By 2012, Gil Hanse had already established himself as a golf course architect capable of delivering high-quality new courses and classical restorations. In the New York area alone he had done highly regarded revivals at a trio of Tillinghast-designed clubs: Fenway, Ridgewood and Quaker Ridge. Still, it took a bit of explaining to convince a rightly cautious membership at Winged Foot to entrust their club – home to five U.S. Opens, a PGA Championship, two U.S. Women’s Opens, two U.S. Amateurs, a U.S. Senior Open and a Walker Cup – to Hanse. An initial project involving a new short-game practice area between the ninth and 10th fairways of the East Course, just off the clubhouse, helped build confidence.

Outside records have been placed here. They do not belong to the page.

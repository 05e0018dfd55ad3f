//! Interpolated grid export.
//!
//! Grids are written as CSV with one row per cell in mesh order.

use std::path::Path;

use risk_map_geography_models::GridCell;
use serde::Serialize;

/// One exported cell. The header row is written separately so the value
/// column can be named after the surface.
#[derive(Debug, Serialize)]
struct GridRow {
    latitude: f64,
    longitude: f64,
    value: f64,
    color_scale: f64,
}

/// Column header used for the raw value of each surface.
#[derive(Debug, Clone, Copy, PartialEq, Eq)]
pub enum Surface {
    /// Traffic volume (`weighted_aadt`).
    Traffic,
    /// Incident density (`incident_density`).
    Density,
}

impl Surface {
    const fn value_column(self) -> &'static str {
        match self {
            Self::Traffic => "weighted_aadt",
            Self::Density => "incident_density",
        }
    }
}

/// Writes `cells` to `path`, creating parent directories as needed.
///
/// # Errors
///
/// Returns an error if the file cannot be created or written.
pub fn write_grid(path: &Path, surface: Surface, cells: &[GridCell]) -> Result<(), csv::Error> {
    risk_map_stats::paths::ensure_parent_dir(path)?;
    let mut writer = csv::WriterBuilder::new().has_headers(false).from_path(path)?;
    writer.write_record(["latitude", "longitude", surface.value_column(), "color_scale"])?;
    for cell in cells {
        writer.serialize(GridRow {
            latitude: cell.latitude,
            longitude: cell.longitude,
            value: cell.value,
            color_scale: cell.normalized_value,
        })?;
    }
    writer.flush()?;
    log::info!("Wrote {} grid cells to {}", cells.len(), path.display());
    Ok(())
}
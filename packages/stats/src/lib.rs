#![cfg_attr(feature = "fail-on-warnings", deny(warnings))]
#![warn(clippy::all, clippy::pedantic, clippy::nursery, clippy::cargo)]
#![allow(clippy::multiple_crate_versions, clippy::cargo_common_metadata)]

//! Persisted rolling 12-month statistics per anchor.
//!
//! The store keeps one row per (anchor, calendar month) for at most twelve
//! consecutive months. Each update overwrites the months its batch touches,
//! evicts months that fall out of the window, and renormalizes risk scores
//! per month. The table is written as CSV with a JSON metadata sidecar
//! describing the mesh it was built on.

mod index;
pub mod paths;
pub mod persist;
pub mod store;

use std::fmt;

use chrono::NaiveDate;
use risk_map_geography_models::BoundingBox;
use risk_map_spatial::AnchorMesh;

pub use store::RollingStatsStore;

/// Number of calendar months the store retains.
pub const WINDOW_MONTHS: u32 = 12;

/// Number of trailing months averaged into `recent_stats`.
pub const RECENT_MONTHS: usize = 3;

/// Errors that can occur during statistics store operations.
#[derive(Debug, thiserror::Error)]
pub enum StatsError {
    /// An I/O operation failed.
    #[error("I/O error: {0}")]
    Io(#[from] std::io::Error),

    /// CSV serialization or deserialization failed.
    #[error("CSV error: {0}")]
    Csv(#[from] csv::Error),

    /// JSON serialization or deserialization failed.
    #[error("JSON error: {0}")]
    Json(#[from] serde_json::Error),

    /// Persisted data is unusable. [`RollingStatsStore::initialize`] treats
    /// this as recoverable and rebuilds an empty store.
    #[error("Store corruption: {0}")]
    Corruption(String),

    /// The persisted table was built on a different mesh than the one
    /// requested.
    #[error("Mesh mismatch: persisted store uses {persisted}, requested {requested}")]
    MeshMismatch {
        /// Mesh recorded in the metadata sidecar.
        persisted: MeshSpec,
        /// Mesh the caller asked for.
        requested: MeshSpec,
    },
}

/// The parameters that fully determine an anchor mesh.
#[derive(Debug, Clone, Copy, PartialEq)]
pub struct MeshSpec {
    /// Target bounds before buffering.
    pub bounds: BoundingBox,
    /// Anchors per side.
    pub resolution: u32,
    /// Buffer fraction.
    pub buffer_fraction: f64,
}

impl MeshSpec {
    /// Mesh spec with the default 5% buffer.
    #[must_use]
    pub const fn new(bounds: BoundingBox, resolution: u32) -> Self {
        Self {
            bounds,
            resolution,
            buffer_fraction: risk_map_spatial::DEFAULT_BUFFER_FRACTION,
        }
    }

    /// Builds the mesh this spec describes.
    #[must_use]
    pub fn build(&self) -> AnchorMesh {
        AnchorMesh::build_with_buffer(self.bounds, self.resolution, self.buffer_fraction)
    }

    /// Returns `true` when both specs describe the same mesh, allowing for
    /// float noise picked up by text serialization.
    #[must_use]
    pub fn matches(&self, other: &Self) -> bool {
        const TOLERANCE: f64 = 1e-9;
        let close = |a: f64, b: f64| (a - b).abs() <= TOLERANCE;
        self.resolution == other.resolution
            && close(self.buffer_fraction, other.buffer_fraction)
            && close(self.bounds.west, other.bounds.west)
            && close(self.bounds.south, other.bounds.south)
            && close(self.bounds.east, other.bounds.east)
            && close(self.bounds.north, other.bounds.north)
    }
}

impl fmt::Display for MeshSpec {
    fn fmt(&self, f: &mut fmt::Formatter<'_>) -> fmt::Result {
        write!(
            f,
            "{r}x{r} over [{w}, {s}, {e}, {n}] with {b} buffer",
            r = self.resolution,
            w = self.bounds.west,
            s = self.bounds.south,
            e = self.bounds.east,
            n = self.bounds.north,
            b = self.buffer_fraction,
        )
    }
}

/// What an update did.
#[derive(Debug, Clone, Default, PartialEq, Eq)]
pub struct UpdateSummary {
    /// Observations that contributed to a month in the window.
    pub applied: usize,
    /// Observations older than the window's lower bound.
    pub ignored: usize,
    /// Observations with non-finite coordinates or a non-finite or
    /// negative weight.
    pub rejected: usize,
    /// Months whose rows were overwritten, ascending.
    pub months_updated: Vec<NaiveDate>,
    /// Months dropped from the window.
    pub months_evicted: usize,
    /// Updated months whose normalization was skipped because every anchor
    /// had the same total.
    pub degenerate_months: usize,
}
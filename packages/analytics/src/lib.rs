#![cfg_attr(feature = "fail-on-warnings", deny(warnings))]
#![warn(clippy::all, clippy::pedantic, clippy::nursery, clippy::cargo)]
#![allow(clippy::multiple_crate_versions, clippy::cargo_common_metadata)]

//! Time-window, moving-average, and hotspot aggregation.
//!
//! A [`TrendAggregator`] borrows a set of observations and the region
//! reference table, and answers each query with freshly computed rows. It
//! holds no state beyond those borrows, so independent queries can run in
//! parallel against the same data.

pub mod hotspots;
pub mod moving_average;
pub mod windows;

use chrono::{DateTime, Utc};
use risk_map_analytics_models::{RegionReference, RegionTable};
use risk_map_observation_models::Observation;
use thiserror::Error;

/// Errors that can occur during analytics operations.
#[derive(Debug, Clone, PartialEq, Error)]
pub enum AnalyticsError {
    /// A moving average needs a window of at least one day.
    #[error("Moving average window must be at least 1 day")]
    EmptyWindow,

    /// Hotspot cells need a positive, finite size.
    #[error("Invalid hotspot cell size: {0}")]
    InvalidCellSize(f64),
}

/// Read-only aggregation over a borrowed observation set.
#[derive(Debug, Clone, Copy)]
pub struct TrendAggregator<'a> {
    observations: &'a [Observation],
    regions: &'a RegionTable,
}

impl<'a> TrendAggregator<'a> {
    /// Creates an aggregator over `observations` using `regions` for rates.
    #[must_use]
    pub const fn new(observations: &'a [Observation], regions: &'a RegionTable) -> Self {
        Self {
            observations,
            regions,
        }
    }

    /// Observations with `min <= timestamp <= max` (either bound optional).
    fn filtered(
        &self,
        min: Option<DateTime<Utc>>,
        max: Option<DateTime<Utc>>,
    ) -> impl Iterator<Item = &'a Observation> {
        self.observations.iter().filter(move |obs| {
            min.is_none_or(|min| obs.timestamp >= min) && max.is_none_or(|max| obs.timestamp <= max)
        })
    }

    fn region(&self, label: &str) -> Option<&RegionReference> {
        self.regions.get(label)
    }
}

/// Incidents per 100,000 residents, or 0 without population data.
#[must_use]
#[allow(clippy::cast_precision_loss)]
pub fn rate_per_100k(count: u64, region: Option<&RegionReference>) -> f64 {
    match region {
        Some(r) if r.population > 0 => count as f64 * 100_000.0 / r.population as f64,
        _ => 0.0,
    }
}

/// Incidents per square mile, or 0 without area data.
#[must_use]
#[allow(clippy::cast_precision_loss)]
pub fn rate_per_area(count: u64, region: Option<&RegionReference>) -> f64 {
    match region {
        Some(r) if r.area_sq_mi > 0.0 => count as f64 / r.area_sq_mi,
        _ => 0.0,
    }
}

Winged Foot has a very golf-literate membership. They take the game seriously, they travel, they see other leading courses and they appreciate great architecture. At a meeting with over 200 members, Hanse made the case for the master plan. Key to the program was a commitment to preserving the exact contours of the legendary putting surfaces. When asked at the meeting if he could guarantee the exact replication of the contours, Hanse gave an unequivocal answer: “Yes.”
Earlier work by other architects at Winged Foot had softened the severity of some putting surfaces or compromised some of the design features in the process of reconstruction. Back then, the technology available for measuring and recreating existing contours had been limited. The recent advent of laser surveying technology allowed for scans of slopes to within a few thousandths of an inch. Hanse and Rabideau knew they could fulfill the promise to restore the putting surfaces exactly; all it took was time, effort and a complete commitment to the original design.
Work on the front nine of the East Course began in the fall of 2013 and moved to the back nine in 2014. Work was completed in time to allow the East Course to host the second U.S. Amateur Four-Ball Championship in 2016. Work on the back nine of the West Course began in 2016 and on the front nine of the West in the fall of 2017. In each case, they didn’t completely shut down the nine holes being restored. They worked their way across, basically closing two more holes every two weeks as needed. This initially kept 34 holes open to member play and never less than 27.
The normal rule of thumb for major golf course renovations is to keep golfers away. It’s the same with surgery on a loved one; you don’t want the nearest of kin looking on from the gallery. But at Winged Foot, the process was fully exposed and subject to ongoing scrutiny. That’s partly a function of the routing, with the nines of the two courses overlapping. As long as play proceeded, golfers were never far from seeing the extent of the work.
The construction process was developed on the East Course, and by the time it got to the West the program had picked up in pace, scope and confidence. Helping out Hanse was his longtime associate, Jim Wagner, as well as a team of feature shapers from their in-house shaping unit, Caveman Construction, led by Shaymus Maley. LaBar Golf Renovations handled the major excavation and installation work. Scott Poole and his GreenScan 3D technology provided the technical basis for the precise surface measurements. The club’s in-house staff was trained to do all the robotic station data collection and downloading of putting green scans. Kelley Ami Inc. did the site engineering, focusing on water flow. Rabideau’s crew did a lot of trenching, installation of pipes and wires, stripping the sod and stitching it back in. Working directly under Rabideau on staff were Steve Bigelow (now the East Course superintendent), J.R. LaPan (now the West Course superintendent) and Weston Neff (now the U.S. Open superintendent).